What is Jupyter, and why do you care? After all, Jupyter has never become a buzzword like data science, artificial intelligence, or Web 2.0. Unlike those big abstractions, Jupyter is very concrete. It’s an open source project, a piece of software, that does specific things.
But without attracting the hype, Jupyter Notebooks are revolutionizing the way engineers and data scientists work together. If all important work is collaborative, the most important tools we have are tools for collaboration, tools that make working together more productive.
That's what Jupyter is, in a nutshell: it's a tool for collaborating. It’s built for writing and sharing code and text, within the context of a web page. The code runs on a server, and the results are turned into HTML and incorporated into the page you're writing. That server can be anywhere: on your laptop, behind your firewall, or on the public internet. Your page contains your thoughts, your code, and the results of running the code.
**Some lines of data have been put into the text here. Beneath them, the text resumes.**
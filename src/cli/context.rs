use std::{env, path::PathBuf, sync::Arc};

use chrono::NaiveDate;
use tracing::{info, warn};

use spendwise_config::{Config, ConfigManager};
use spendwise_core::Clock;
use spendwise_domain::serde_date::parse_calendar_date;

use crate::{
    cli::{
        commands,
        error::{CliError, CommandError},
        output::{self, OutputPreferences},
        registry::CommandRegistry,
    },
    currency::LocaleFormatter,
    session::{Session, User},
    store::{load_snapshot_from_path, save_snapshot_to_path, InMemoryStore, RecordStore},
    utils::clock::{FixedClock, SystemClock},
};

pub const SCRIPT_ENV: &str = "SPENDWISE_CLI_SCRIPT";
pub const TODAY_ENV: &str = "SPENDWISE_TODAY";
pub const SNAPSHOT_ENV: &str = "SPENDWISE_SNAPSHOT";

#[derive(Debug, Clone, Copy, PartialEq, Eq)]
pub enum CliMode {
    Interactive,
    Script,
}

impl CliMode {
    pub fn from_env() -> Self {
        if env::var_os(SCRIPT_ENV).is_some() {
            CliMode::Script
        } else {
            CliMode::Interactive
        }
    }
}

#[derive(Debug, Clone, Copy, PartialEq, Eq)]
pub(crate) enum LoopControl {
    Continue,
    Exit,
}

pub struct ShellContext {
    pub mode: CliMode,
    pub registry: CommandRegistry,
    pub store: InMemoryStore,
    pub session: Session,
    pub config_manager: ConfigManager,
    pub config: Config,
    pub formatter: LocaleFormatter,
    pub pinned_today: Option<NaiveDate>,
    pub snapshot_path: Option<PathBuf>,
    pub last_command: Option<String>,
    pub running: bool,
}

impl ShellContext {
    /// Context built from the process environment and the user's config file.
    pub fn new(mode: CliMode) -> Result<Self, CliError> {
        let config_manager = ConfigManager::from_env()?;
        let pinned_today = match env::var(TODAY_ENV) {
            Ok(raw) => Some(
                parse_calendar_date(&raw)
                    .ok_or_else(|| CliError::InvalidEnv(format!("{TODAY_ENV}={raw}")))?,
            ),
            Err(_) => None,
        };
        let mut context = Self::with_parts(mode, config_manager, pinned_today)?;

        if let Some(path) = env::var_os(SNAPSHOT_ENV).map(PathBuf::from) {
            context.load_snapshot(path)?;
        } else if let Some(path) = context.config.last_snapshot.clone() {
            if path.exists() {
                if let Err(err) = context.load_snapshot(path.clone()) {
                    warn!(path = %path.display(), error = %err, "could not reopen last snapshot");
                }
            }
        }
        Ok(context)
    }

    /// Context over an explicit config location and optional pinned date.
    pub fn with_parts(
        mode: CliMode,
        config_manager: ConfigManager,
        pinned_today: Option<NaiveDate>,
    ) -> Result<Self, CliError> {
        let mut registry = CommandRegistry::new();
        commands::register_all(&mut registry);

        let config = config_manager.load()?;
        let store = InMemoryStore::new();
        let clock = clock_for(pinned_today);
        let session = Session::connect(
            User::local(),
            &store,
            clock,
            config.aggregation_settings(),
        );

        let context = Self {
            mode,
            registry,
            store,
            session,
            formatter: LocaleFormatter::from_config(&config),
            config_manager,
            config,
            pinned_today,
            snapshot_path: None,
            last_command: None,
            running: true,
        };
        context.apply_output_preferences();
        Ok(context)
    }

    pub fn command_names(&self) -> Vec<&'static str> {
        self.registry.names().collect()
    }

    pub fn prompt(&self) -> String {
        match self.pinned_today {
            Some(date) => format!("spendwise [{date}]> "),
            None => "spendwise> ".to_string(),
        }
    }

    pub fn today(&self) -> NaiveDate {
        self.session.today()
    }

    pub fn pin_today(&mut self, date: Option<NaiveDate>) {
        self.pinned_today = date;
        self.session.set_clock(clock_for(date));
    }

    /// Loads a snapshot file and pushes it through the store to the session.
    pub fn load_snapshot(&mut self, path: PathBuf) -> Result<usize, CommandError> {
        let snapshot = load_snapshot_from_path(&path)?;
        let count = snapshot.record_count();
        self.store.publish(snapshot);
        info!(path = %path.display(), records = count, "snapshot loaded into session");
        self.snapshot_path = Some(path);
        Ok(count)
    }

    /// Writes the store to the open snapshot file. Without one, changes stay in
    /// memory and the user is told how to keep them.
    pub fn persist_records(&self) -> Result<(), CommandError> {
        match &self.snapshot_path {
            Some(path) => {
                save_snapshot_to_path(&self.store.snapshot(), path)?;
                info!(path = %path.display(), revision = self.store.revision(), "snapshot saved");
            }
            None => output::hint("No snapshot file is open; use `save <path>` to keep changes."),
        }
        Ok(())
    }

    /// Re-derives session settings, formatter and colours after a config change.
    pub fn apply_config(&mut self, config: Config) {
        self.session.set_settings(config.aggregation_settings());
        self.formatter = LocaleFormatter::from_config(&config);
        self.config = config;
        self.apply_output_preferences();
    }

    pub fn persist_config(&self) -> Result<(), CommandError> {
        self.config_manager.save(&self.config)?;
        Ok(())
    }

    fn apply_output_preferences(&self) {
        output::set_preferences(OutputPreferences {
            color_enabled: self.config.ui_color_enabled && self.mode == CliMode::Interactive,
        });
    }

    pub(crate) fn dispatch(
        &mut self,
        command: &str,
        raw: &str,
        args: &[&str],
    ) -> Result<LoopControl, CommandError> {
        match self.registry.handler(command) {
            Some(handler) => match handler(self, args) {
                Ok(()) => Ok(LoopControl::Continue),
                Err(CommandError::ExitRequested) => Ok(LoopControl::Exit),
                Err(err) => Err(err),
            },
            None => {
                self.suggest_command(raw);
                Ok(LoopControl::Continue)
            }
        }
    }

    pub(crate) fn suggest_command(&self, input: &str) {
        output::warning(format!(
            "Unknown command `{input}`. Type `help` to see available commands."
        ));
        if let Some(best) = self.registry.suggest(input) {
            output::hint(format!("Did you mean `{best}`?"));
        }
    }

    pub(crate) fn report_error(&self, err: CommandError) {
        match err {
            CommandError::ExitRequested => {}
            CommandError::InvalidArguments(message) => {
                output::error(message);
                output::hint("Use `help <command>` for usage details.");
            }
            other => output::error(other),
        }
    }
}

fn clock_for(pinned: Option<NaiveDate>) -> Arc<dyn Clock> {
    match pinned {
        Some(date) => Arc::new(FixedClock::new(date)),
        None => Arc::new(SystemClock),
    }
}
Code is never just code. It's part of a thought process, an argument, even an experiment. This is particularly true for data analysis, but it's true for almost any application. Jupyter lets you build a "lab notebook" that shows your work: the code, the data, the results, along with your explanation and reasoning. As IBM puts it, Jupyter lets you build a "computational narrative that distills data into insights." Data means nothing if you can't turn it into insight, if you can't explore it, share it, and discuss it. Data analysis means little if you can't explore and experiment with someone else's results. Jupyter is a tool for exploring, sharing, and discussing.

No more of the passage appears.